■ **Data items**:
== Segment start ==

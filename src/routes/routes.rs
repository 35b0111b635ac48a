//! Defines routes for build submission and status.
//!
//! ## Structure
//! - **Health endpoints**
//!   - `GET  /healthz`, `GET /readyz`
//!
//! - **Build endpoints**
//!   - `POST /build` (alias `POST /api/build`): multipart submission
//!   - `GET  /build/{build_id}`: build status
//!   - `GET  /status?build_id=`: build status, query-string form

use crate::{
    handlers::{
        build_handlers::{build_status, build_status_query, submit_build},
        health_handlers::{healthz, readyz},
    },
    services::build_service::BuildService,
};
use axum::{
    Router,
    routing::{get, post},
};

/// Build and return the router for all endpoints.
///
/// The router carries shared state (`BuildService`) to all handlers; the
/// request body limit is applied by the caller.
pub fn routes() -> Router<BuildService> {
    Router::new()
        // health endpoints (mounted at root)
        .route("/healthz", get(healthz))
        .route("/readyz", get(readyz))
        // build endpoints
        .route("/build", post(submit_build))
        .route("/api/build", post(submit_build))
        .route("/build/{build_id}", get(build_status))
        .route("/status", get(build_status_query))
}
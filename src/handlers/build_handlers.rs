//! HTTP handlers for build submission and status.
//! Upload fields are streamed into the staging area as they arrive; the
//! pipeline itself lives in `BuildService`.

use crate::{
    errors::AppError,
    models::build::{BuildStatus, BuildTicket},
    services::{
        archive_service::LooseFile,
        build_service::{BuildRequest, BuildService, ServiceError},
        staging_service::StagingError,
    },
    validation::{ValidationError, parse_build_id},
};
use axum::{
    Json,
    extract::{Multipart, Path, Query, State, multipart::Field},
    http::StatusCode,
};
use bytes::{Bytes, BytesMut};
use futures::StreamExt;
use serde::Deserialize;
use std::io;
use tracing::{debug, info};

/// Query form of the status endpoint: `GET /status?build_id=...`.
#[derive(Debug, Deserialize)]
pub struct StatusQuery {
    #[serde(alias = "buildId", alias = "id")]
    pub build_id: Option<String>,
}

/// `POST /build`: accept a multipart build submission.
pub async fn submit_build(
    State(service): State<BuildService>,
    mut multipart: Multipart,
) -> Result<(StatusCode, Json<BuildTicket>), AppError> {
    let mut request = BuildRequest::default();
    if let Err(err) = collect_form(&service, &mut multipart, &mut request).await {
        request.discard().await;
        return Err(err);
    }

    let ticket = service.submit(request).await?;
    info!(
        "accepted build {} (gradle {:?})",
        ticket.build_id, ticket.gradle_version
    );
    Ok((StatusCode::ACCEPTED, Json(ticket)))
}

/// `GET /build/{build_id}`: report build progress.
pub async fn build_status(
    State(service): State<BuildService>,
    Path(build_id): Path<String>,
) -> Result<Json<BuildStatus>, AppError> {
    status_for(&service, &build_id).await
}

/// `GET /status?build_id=...`: same as `build_status`, for clients that send a query string.
pub async fn build_status_query(
    State(service): State<BuildService>,
    Query(query): Query<StatusQuery>,
) -> Result<Json<BuildStatus>, AppError> {
    let build_id = query
        .build_id
        .ok_or(ServiceError::Validation(ValidationError::MissingField("build_id")))?;
    status_for(&service, &build_id).await
}

async fn status_for(service: &BuildService, raw_id: &str) -> Result<Json<BuildStatus>, AppError> {
    let build_id = parse_build_id(raw_id).map_err(ServiceError::from)?;
    let status = service.status(build_id).await?;
    Ok(Json(status))
}

async fn collect_form(
    service: &BuildService,
    multipart: &mut Multipart,
    request: &mut BuildRequest,
) -> Result<(), AppError> {
    let limits = &service.settings;
    let mut loose_bytes: u64 = 0;

    while let Some(field) = multipart.next_field().await? {
        let name = field.name().unwrap_or_default().to_string();
        match name.as_str() {
            "app_name" | "appName" => request.app_name = Some(field.text().await?),
            "package_name" | "packageName" => request.package_name = Some(field.text().await?),
            "gradle_version" | "gradleVersion" => {
                request.gradle_version = Some(field.text().await?)
            }
            "icon" => {
                let asset = stage_field(service, field, "icon", limits.max_icon_bytes).await?;
                if let Some(previous) = request.icon.replace(asset) {
                    previous.discard().await;
                }
            }
            "archive" | "zip" => {
                let asset =
                    stage_field(service, field, "project.zip", limits.max_archive_bytes).await?;
                if let Some(previous) = request.archive.replace(asset) {
                    previous.discard().await;
                }
            }
            "files" | "files[]" => {
                let path = field.file_name().map(str::to_string).ok_or_else(|| {
                    AppError::bad_request("missing_field", "every `files` entry needs a filename")
                })?;
                let remaining = limits.max_archive_bytes.saturating_sub(loose_bytes);
                let data = read_limited(field, remaining, limits.max_archive_bytes).await?;
                loose_bytes += data.len() as u64;
                request.files.push(LooseFile { path, data });
            }
            other => debug!("ignoring unknown form field `{}`", other),
        }
    }
    Ok(())
}

async fn stage_field(
    service: &BuildService,
    field: Field<'_>,
    fallback_name: &str,
    limit: u64,
) -> Result<crate::services::staging_service::StagedAsset, AppError> {
    let file_name = field
        .file_name()
        .filter(|n| !n.is_empty())
        .unwrap_or(fallback_name)
        .to_string();
    let content_type = field.content_type().map(str::to_string);
    let stream = field.map(|chunk| chunk.map_err(io::Error::other));

    let asset = service
        .staging
        .stage_stream(&file_name, content_type, stream, limit)
        .await?;
    Ok(asset)
}

async fn read_limited(mut field: Field<'_>, remaining: u64, limit: u64) -> Result<Bytes, AppError> {
    let mut buf = BytesMut::new();
    while let Some(chunk) = field.chunk().await? {
        if (buf.len() + chunk.len()) as u64 > remaining {
            return Err(StagingError::TooLarge { limit }.into());
        }
        buf.extend_from_slice(&chunk);
    }
    Ok(buf.freeze())
}
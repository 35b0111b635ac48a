//! src/services/staging_service.rs
//!
//! Staging: holds uploaded assets between receipt and the media-host upload.
//! In `memory` mode bodies are buffered; in `disk` mode they are streamed to
//! `staging_dir/.tmp-{uuid}`, fsynced and renamed to `staging_dir/{uuid}-{name}`.
//! Size and MD5 are computed while the body streams in.

use crate::{config::StorageMode, sanitize::sanitize_file_name};
use bytes::{Bytes, BytesMut};
use futures::{Stream, StreamExt, pin_mut};
use md5::Context;
use reqwest::multipart::Part;
use std::{
    io::{self, Cursor, Read, Seek},
    path::PathBuf,
};
use thiserror::Error;
use tokio::{
    fs::{self, File},
    io::{AsyncReadExt, AsyncWriteExt},
};
use tokio_util::io::ReaderStream;
use tracing::debug;
use uuid::Uuid;

#[derive(Debug, Error)]
pub enum StagingError {
    #[error("upload exceeds the {limit} byte limit")]
    TooLarge { limit: u64 },
    #[error("failed to read request body: {0}")]
    Body(io::Error),
    #[error(transparent)]
    Io(#[from] io::Error),
}

pub type StagingResult<T> = Result<T, StagingError>;

/// Blanket trait for the synchronous readers handed to archive inspection.
pub trait ReadSeek: Read + Seek + Send {}
impl<T: Read + Seek + Send> ReadSeek for T {}

/// A file in the staging directory that is removed when dropped unless disarmed.
#[derive(Debug)]
struct StagedFile {
    path: PathBuf,
    armed: bool,
}

impl StagedFile {
    fn new(path: PathBuf) -> Self {
        Self { path, armed: true }
    }

    fn path(&self) -> &std::path::Path {
        &self.path
    }

    fn disarm(mut self) -> PathBuf {
        self.armed = false;
        std::mem::take(&mut self.path)
    }
}

impl Drop for StagedFile {
    fn drop(&mut self) {
        if !self.armed {
            return;
        }
        match std::fs::remove_file(&self.path) {
            Ok(()) => debug!("removed abandoned staging file {}", self.path.display()),
            Err(err) if err.kind() == io::ErrorKind::NotFound => {}
            Err(err) => debug!(
                "failed to remove staging file {}: {}",
                self.path.display(),
                err
            ),
        }
    }
}

#[derive(Debug)]
enum StagedBody {
    Memory(Bytes),
    Disk(StagedFile),
}

/// An uploaded blob waiting to be forwarded.
#[derive(Debug)]
pub struct StagedAsset {
    pub file_name: String,
    pub content_type: Option<String>,
    pub size_bytes: u64,
    pub md5: String,
    body: StagedBody,
}

impl StagedAsset {
    /// Up to `n` leading bytes, for signature checks.
    pub async fn head(&self, n: usize) -> io::Result<Vec<u8>> {
        match &self.body {
            StagedBody::Memory(bytes) => Ok(bytes[..n.min(bytes.len())].to_vec()),
            StagedBody::Disk(staged) => {
                let file = File::open(staged.path()).await?;
                let mut buf = Vec::with_capacity(n);
                file.take(n as u64).read_to_end(&mut buf).await?;
                Ok(buf)
            }
        }
    }

    /// Synchronous reader over the whole asset. Call from a blocking context.
    pub fn open_reader(&self) -> io::Result<Box<dyn ReadSeek>> {
        match &self.body {
            StagedBody::Memory(bytes) => Ok(Box::new(Cursor::new(bytes.clone()))),
            StagedBody::Disk(staged) => Ok(Box::new(std::fs::File::open(staged.path())?)),
        }
    }

    /// Build a multipart part for the media host. Disk assets are streamed, not buffered.
    pub async fn to_part(&self) -> io::Result<Part> {
        let part = match &self.body {
            StagedBody::Memory(bytes) => {
                Part::stream_with_length(reqwest::Body::from(bytes.clone()), self.size_bytes)
            }
            StagedBody::Disk(staged) => {
                let file = File::open(staged.path()).await?;
                let body = reqwest::Body::wrap_stream(ReaderStream::new(file));
                Part::stream_with_length(body, self.size_bytes)
            }
        }
        .file_name(self.file_name.clone());

        let mime = self
            .content_type
            .as_deref()
            .unwrap_or("application/octet-stream");
        match part.mime_str(mime) {
            Ok(part) => Ok(part),
            Err(_) => {
                debug!("ignoring unparsable content type {:?}", mime);
                self.plain_part().await
            }
        }
    }

    async fn plain_part(&self) -> io::Result<Part> {
        let body = match &self.body {
            StagedBody::Memory(bytes) => reqwest::Body::from(bytes.clone()),
            StagedBody::Disk(staged) => {
                reqwest::Body::wrap_stream(ReaderStream::new(File::open(staged.path()).await?))
            }
        };
        Ok(Part::stream_with_length(body, self.size_bytes).file_name(self.file_name.clone()))
    }

    /// Drop the staged payload. Removes the staging file in disk mode.
    ///
    /// Dropping the asset also removes the file, but blocks the runtime thread to do it.
    pub async fn discard(self) {
        if let StagedBody::Disk(staged) = self.body {
            let path = staged.disarm();
            match fs::remove_file(&path).await {
                Ok(_) => debug!("removed staged file {}", path.display()),
                Err(err) if err.kind() == io::ErrorKind::NotFound => {}
                Err(err) => debug!("failed to remove staged file {}: {}", path.display(), err),
            }
        }
    }

    #[cfg(test)]
    pub fn staged_path(&self) -> Option<&std::path::Path> {
        match &self.body {
            StagedBody::Disk(staged) => Some(staged.path()),
            StagedBody::Memory(_) => None,
        }
    }
}

/// Staging area shared by all requests.
#[derive(Clone, Debug)]
pub struct Staging {
    pub mode: StorageMode,
    pub dir: PathBuf,
}

impl Staging {
    pub fn new(mode: StorageMode, dir: impl Into<PathBuf>) -> Self {
        Self {
            mode,
            dir: dir.into(),
        }
    }

    /// Create the staging directory when disk mode is active.
    pub async fn ensure_ready(&self) -> io::Result<()> {
        if self.mode == StorageMode::Disk {
            fs::create_dir_all(&self.dir).await?;
        }
        Ok(())
    }

    /// Best-effort write/read/delete round trip in the staging directory.
    pub async fn probe(&self) -> Result<(), String> {
        if self.mode == StorageMode::Memory {
            return Ok(());
        }
        let tmp_path = self.dir.join(format!(".readyz-{}", Uuid::new_v4()));
        fs::write(&tmp_path, b"readyz")
            .await
            .map_err(|e| format!("could not write tmp file: {}", e))?;
        let read = fs::read(&tmp_path).await;
        let _ = fs::remove_file(&tmp_path).await;
        match read {
            Ok(bytes) if bytes == b"readyz" => Ok(()),
            Ok(_) => Err("file content mismatch".into()),
            Err(e) => Err(format!("could not read tmp file: {}", e)),
        }
    }

    /// Consume a body stream into a staged asset, enforcing `limit` bytes.
    pub async fn stage_stream<S>(
        &self,
        file_name: &str,
        content_type: Option<String>,
        stream: S,
        limit: u64,
    ) -> StagingResult<StagedAsset>
    where
        S: Stream<Item = io::Result<Bytes>>,
    {
        let file_name = sanitize_file_name(file_name);
        match self.mode {
            StorageMode::Memory => {
                let mut buf = BytesMut::new();
                let mut digest = Context::new();
                pin_mut!(stream);
                while let Some(chunk) = stream.next().await {
                    let chunk = chunk.map_err(StagingError::Body)?;
                    if (buf.len() + chunk.len()) as u64 > limit {
                        return Err(StagingError::TooLarge { limit });
                    }
                    digest.consume(&chunk);
                    buf.extend_from_slice(&chunk);
                }
                Ok(StagedAsset {
                    file_name,
                    content_type,
                    size_bytes: buf.len() as u64,
                    md5: format!("{:x}", digest.compute()),
                    body: StagedBody::Memory(buf.freeze()),
                })
            }
            StorageMode::Disk => self.spool_to_disk(file_name, content_type, stream, limit).await,
        }
    }

    /// Stage an in-memory buffer (e.g. an assembled archive).
    pub async fn stage_bytes(
        &self,
        file_name: &str,
        content_type: Option<String>,
        bytes: Bytes,
        limit: u64,
    ) -> StagingResult<StagedAsset> {
        let stream = futures::stream::once(async move { Ok::<_, io::Error>(bytes) });
        self.stage_stream(file_name, content_type, stream, limit)
            .await
    }

    async fn spool_to_disk<S>(
        &self,
        file_name: String,
        content_type: Option<String>,
        stream: S,
        limit: u64,
    ) -> StagingResult<StagedAsset>
    where
        S: Stream<Item = io::Result<Bytes>>,
    {
        fs::create_dir_all(&self.dir).await?;
        let id = Uuid::new_v4();
        let tmp = StagedFile::new(self.dir.join(format!(".tmp-{}", id)));
        let final_path = self.dir.join(format!("{}-{}", id, file_name));
        // The temp file goes away with `tmp` on any early return, including a dropped future.
        let mut file = File::create(tmp.path()).await?;

        let mut size_bytes: u64 = 0;
        let mut digest = Context::new();
        pin_mut!(stream);
        while let Some(chunk) = stream.next().await {
            let chunk = chunk.map_err(StagingError::Body)?;
            size_bytes += chunk.len() as u64;
            if size_bytes > limit {
                return Err(StagingError::TooLarge { limit });
            }
            digest.consume(&chunk);
            file.write_all(&chunk).await?;
        }
        file.flush().await?;
        file.sync_all().await?;
        drop(file);

        fs::rename(tmp.path(), &final_path).await?;
        let staged = StagedFile::new(final_path);
        tmp.disarm();
        debug!(
            "staged {} bytes at {}",
            size_bytes,
            staged.path().display()
        );

        Ok(StagedAsset {
            file_name,
            content_type,
            size_bytes,
            md5: format!("{:x}", digest.compute()),
            body: StagedBody::Disk(staged),
        })
    }
}
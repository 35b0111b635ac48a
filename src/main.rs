use anyhow::{Context, Result};
use axum::{Router, extract::DefaultBodyLimit};
use std::{io::ErrorKind, time::Duration};
use tokio::net::TcpListener;
use tracing_subscriber::EnvFilter;

mod config;
mod errors;
mod handlers;
mod models;
mod routes;
mod sanitize;
mod services;
#[cfg(test)]
mod test_support;
mod validation;

#[tokio::main]
async fn main() -> Result<()> {
    // --- Logging setup ---
    tracing_subscriber::fmt()
        .with_env_filter(
            EnvFilter::try_from_default_env().unwrap_or_else(|_| EnvFilter::new("info")),
        )
        .init();

    // --- Parse config ---
    let cfg = config::AppConfig::from_env_and_args()?;

    tracing::info!("Starting build-relay with config: {:?}", cfg);

    // --- Outbound HTTP client shared by the media and GitHub clients ---
    let http = reqwest::Client::builder()
        .connect_timeout(Duration::from_secs(10))
        .timeout(Duration::from_secs(300))
        .build()
        .context("building HTTP client")?;

    // --- Initialize core service ---
    let service = services::build_service::BuildService::from_config(&cfg, http);

    // --- Ensure staging area exists ---
    service
        .staging
        .ensure_ready()
        .await
        .with_context(|| format!("preparing staging directory {}", cfg.staging_dir.display()))?;
    tracing::info!("Staging uploads in {:?} mode", cfg.storage);

    // --- Build router ---
    let app: Router = routes::routes::routes()
        .layer(DefaultBodyLimit::max(cfg.body_limit()))
        .with_state(service);

    // --- Start server ---
    let addr = cfg.addr();
    let listener = match TcpListener::bind(&addr).await {
        Ok(listener) => listener,
        Err(err)
            if err.kind() == ErrorKind::PermissionDenied
                && matches!(cfg.host.as_str(), "0.0.0.0" | "::") =>
        {
            let fallback_addr = format!("127.0.0.1:{}", cfg.port);
            tracing::warn!(
                "Permission denied binding to {} ({}). Falling back to {}",
                addr,
                err,
                fallback_addr
            );
            TcpListener::bind(&fallback_addr).await?
        }
        Err(err) => return Err(err.into()),
    };

    tracing::info!("Server listening on http://{}", listener.local_addr()?);
    axum::serve(listener, app).await?;

    Ok(())
}
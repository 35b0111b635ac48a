//! Health & readiness handlers.
//!
//! - GET /healthz  -> simple liveness ("ok")
//! - GET /readyz   -> readiness that checks the staging area

use crate::services::build_service::BuildService;
use axum::{Json, extract::State, http::StatusCode, response::IntoResponse};
use serde::Serialize;
use std::collections::HashMap;

/// `GET /healthz`
///
/// Very small liveness probe; always returns 200 OK and never performs I/O.
pub async fn healthz() -> impl IntoResponse {
    (
        StatusCode::OK,
        Json(HealthResponse {
            status: "ok".into(),
        }),
    )
}

/// `GET /readyz`
///
/// Runs a write/read/delete round trip in the staging directory (disk mode only).
/// HTTP 200 when all checks pass, HTTP 503 otherwise.
pub async fn readyz(State(service): State<BuildService>) -> impl IntoResponse {
    let staging = match service.ready().await {
        Ok(()) => CheckStatus {
            ok: true,
            error: None,
        },
        Err(e) => CheckStatus {
            ok: false,
            error: Some(e),
        },
    };

    let overall_ok = staging.ok;
    let mut checks = HashMap::new();
    checks.insert("staging", staging);

    let body = ReadyResponse {
        status: if overall_ok {
            "ok".into()
        } else {
            "error".into()
        },
        checks,
    };

    let status = if overall_ok {
        StatusCode::OK
    } else {
        StatusCode::SERVICE_UNAVAILABLE
    };
    (status, Json(body))
}

#[derive(Serialize)]
struct HealthResponse {
    status: String,
}

#[derive(Serialize)]
struct ReadyResponse {
    status: String,
    checks: HashMap<&'static str, CheckStatus>,
}

#[derive(Serialize)]
struct CheckStatus {
    ok: bool,
    error: Option<String>,
}
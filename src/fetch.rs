//! Source fetching and the forecast loader.
//!
//! Every location is either an `http(s)://` URL or a local path. Remote reads
//! go through a blocking client with an explicit timeout and a bounded retry
//! loop; local reads are attempted once.
use crate::config::Config;
use crate::error::{DashboardError, Result};
use crate::table::Table;
use crate::types::{REGIONAL_COLUMNS, REQUIRED_COVID_COLUMNS};
use crate::util::format_int;
use reqwest::blocking::Client;
use std::thread::sleep;
use std::time::Duration;
use tracing::{debug, info, warn};

/// Anything that can hand back the raw text behind a location.
pub trait DataSource {
    fn fetch_text(&self, location: &str) -> Result<String>;

    fn fetch_table(&self, location: &str) -> Result<Table> {
        let text = self.fetch_text(location)?;
        let table = Table::from_csv_str(&text)?;
        info!(
            "fetched {} rows x {} columns from {}",
            format_int(table.len()),
            table.headers().len(),
            location
        );
        Ok(table)
    }
}

pub struct Fetcher {
    client: Client,
    max_retries: u32,
    retry_delay: Duration,
}

impl Fetcher {
    pub fn new(cfg: &Config) -> Result<Self> {
        let client = Client::builder()
            .timeout(cfg.timeout())
            .build()
            .map_err(|e| DashboardError::Config(format!("http client: {}", e)))?;
        Ok(Fetcher {
            client,
            max_retries: cfg.max_retries.max(1),
            retry_delay: cfg.retry_delay(),
        })
    }

    fn get_once(&self, url: &str) -> Result<String> {
        let resp = self.client.get(url).send().map_err(|e| {
            if e.is_timeout() {
                DashboardError::retrieval(url, format!("timed out: {}", e))
            } else {
                DashboardError::retrieval(url, e)
            }
        })?;
        let status = resp.status();
        if status.is_server_error() {
            return Err(DashboardError::retrieval(url, format!("HTTP {}", status)));
        }
        if !status.is_success() {
            return Err(DashboardError::rejected(url, format!("HTTP {}", status)));
        }
        resp.text().map_err(|e| DashboardError::retrieval(url, e))
    }
}

impl DataSource for Fetcher {
    fn fetch_text(&self, location: &str) -> Result<String> {
        if !is_remote(location) {
            debug!("reading local source {}", location);
            return std::fs::read_to_string(location)
                .map_err(|e| DashboardError::rejected(location, e));
        }
        with_retry(self.max_retries, self.retry_delay, sleep, |attempt| {
            debug!("GET {} (attempt {})", location, attempt);
            self.get_once(location)
        })
    }
}

/// Run `op` up to `max_attempts` times. Only transient errors are retried;
/// the wait starts at `initial_delay` and doubles after every failure.
pub fn with_retry<T, F, S>(
    max_attempts: u32,
    initial_delay: Duration,
    mut sleep: S,
    mut op: F,
) -> Result<T>
where
    F: FnMut(u32) -> Result<T>,
    S: FnMut(Duration),
{
    let mut attempt = 0;
    let mut delay = initial_delay;
    loop {
        attempt += 1;
        match op(attempt) {
            Ok(v) => return Ok(v),
            Err(e) if attempt < max_attempts && e.is_transient() => {
                warn!(attempt, delay_ms = delay.as_millis() as u64, error = %e, "retrying");
                sleep(delay);
                delay *= 2;
            }
            Err(e) => return Err(e),
        }
    }
}

pub fn is_remote(location: &str) -> bool {
    location.starts_with("http://") || location.starts_with("https://")
}

/// Fetch the daily per-country table and check its schema once, here.
pub fn fetch_covid<S: DataSource + ?Sized>(source: &S, location: &str) -> Result<Table> {
    let table = source.fetch_table(location)?;
    table.require(REQUIRED_COVID_COLUMNS)?;
    Ok(table)
}

pub fn fetch_regional<S: DataSource + ?Sized>(source: &S, location: &str) -> Result<Table> {
    let table = source.fetch_table(location)?;
    table.require(REGIONAL_COLUMNS)?;
    Ok(table)
}

/// The forecast is computed elsewhere; this is a plain fetch with no transform.
pub fn load_forecast<S: DataSource + ?Sized>(source: &S, location: &str) -> Result<Table> {
    source.fetch_table(location)
}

== Segment end ==

■ **Task details**: Please return the lines above exactly, from the first one down to the line with "use serde::Deserialize;", and stop after that line.

■ **Problem solution**:
filename src/routes/routes.rs
repository 35b0111b635ac48a
//! Defines routes for build submission and status.
//!
//! ## Structure
//! - **Health endpoints**
//!   - `GET  /healthz`, `GET /readyz`
//!
//! - **Build endpoints**
//!   - `POST /build` (alias `POST /api/build`): multipart submission
//!   - `GET  /build/{build_id}`: build status
//!   - `GET  /status?build_id=`: build status, query-string form

use crate::{
    handlers::{
        build_handlers::{build_status, build_status_query, submit_build},
        health_handlers::{healthz, readyz},
    },
    services::build_service::BuildService,
};
use axum::{
    Router,
    routing::{get, post},
};

/// Build and return the router for all endpoints.
///
/// The router carries shared state (`BuildService`) to all handlers; the
/// request body limit is applied by the caller.
pub fn routes() -> Router<BuildService> {
    Router::new()
        // health endpoints (mounted at root)
        .route("/healthz", get(healthz))
        .route("/readyz", get(readyz))
        // build endpoints
        .route("/build", post(submit_build))
        .route("/api/build", post(submit_build))
        .route("/build/{build_id}", get(build_status))
        .route("/status", get(build_status_query))
}
filename src/handlers/build_handlers.rs
//! HTTP handlers for build submission and status.
//! Upload fields are streamed into the staging area as they arrive; the
//! pipeline itself lives in `BuildService`.

use crate::{
    errors::AppError,
    models::build::{BuildStatus, BuildTicket},
    services::{
        archive_service::LooseFile,
        build_service::{BuildRequest, BuildService, ServiceError},
        staging_service::StagingError,
    },
    validation::{ValidationError, parse_build_id},
};
use axum::{
    Json,
    extract::{Multipart, Path, Query, State, multipart::Field},
    http::StatusCode,
};
use bytes::{Bytes, BytesMut};
use futures::StreamExt;
use serde::Deserialize;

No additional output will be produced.